Now for the targets in play:
AbbVie, Amgen, and Gilead are present on both our acquirer and target lists, as they have significant growth issues but also compelling pipelines and, in the case of AbbVie and Gilead, are undervalued. We think Biogen could be a target for a number of firms, as its neurology focus, strong pipeline, and undervalued shares would make it a very large-scale tuck-in acquisition. BioMarin is small enough to be acquired by any of the other names, and its rare-disease focus and gene therapy are areas of high interest in the industry. Regeneron isn’t a perfect fit with all firms, and its shares look fairly valued, but strong Eylea cash flows, potential blockbuster sales in pain, and a large, early-stage oncology pipeline could be appealing, particularly as Regeneron and Sanofi have recently defined their immuno-oncology collaboration and given Regeneron full rights to several programs.

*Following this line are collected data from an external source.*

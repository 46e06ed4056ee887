//! Display functions for the line-based front-ends

use super::formatters::{guess_row, key, pending_row};
use crate::game::{GameSession, Outcome, share_text, status_message};
use crate::keyboard::{Key, layout};
use colored::Colorize;

/// Render the board: submitted guesses, the row being typed, empty rows
#[must_use]
pub fn board_lines(session: &GameSession) -> Vec<String> {
    let mut lines: Vec<String> = session.history().iter().map(guess_row).collect();

    if session.outcome() == Outcome::InProgress {
        lines.push(pending_row(session.pending_entry(), session.word_length()));
    }
    while lines.len() < session.max_attempts() {
        lines.push(pending_row(&[], session.word_length()));
    }

    lines
}

/// Render the keyboard with every key coloured by its hint
#[must_use]
pub fn keyboard_lines(session: &GameSession) -> Vec<String> {
    let hints = session.key_hints();
    layout(session.alphabet())
        .into_iter()
        .map(|row| {
            row.into_iter()
                .map(|k| match k {
                    Key::Letter(letter) => key(k, hints.get(letter)),
                    _ => key(k, None),
                })
                .collect::<String>()
        })
        .collect()
}

/// Letters the guesses have ruled out, if any
#[must_use]
pub fn ruled_out_line(session: &GameSession) -> Option<String> {
    let letters: Vec<String> = session.key_hints().ruled_out().map(String::from).collect();
    if letters.is_empty() {
        None
    } else {
        Some(format!("Not in the word: {}", letters.join(" ")))
    }
}

/// Print the board followed by the keyboard
pub fn print_board(session: &GameSession) {
    println!();
    for line in board_lines(session) {
        println!("  {line}");
    }
    println!();
    for line in keyboard_lines(session) {
        println!("  {line}");
    }
    if let Some(line) = ruled_out_line(session) {
        println!("\n  {}", line.bright_black());
    }
    println!();
}

/// Print the end-of-round message and the share text
pub fn print_outcome(session: &GameSession) {
    let Some(message) = status_message(session) else {
        println!(
            "{}",
            format!(
                "{} of {} attempts remaining",
                session.attempts_remaining(),
                session.max_attempts()
            )
            .bright_black()
        );
        return;
    };

    match session.outcome() {
        Outcome::Won => println!("{}", message.green().bold()),
        _ => println!("{}", message.red().bold()),
    }
    println!("\n{}\n", share_text(session));
}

There’s been plenty of criticism of the mega-mergers that occurred a decade or more ago. But Morningstar says things could be different this time around:
Strategically, while megamergers often fail to see the cost synergies laid out at the deal’s announcement and can be costly for R&D productivity, we think they do put firms in a better position to fight consolidation among payers and PBMs, if done smartly. That is, gaining access to a larger portfolio of drugs in a given therapeutic area gives a drug firm more leverage to negotiate prices on drugs in that portfolio, as denying one drug could mean higher prices for the remaining portfolio. Firms without a clear therapeutic area focus may also be more likely to do deals.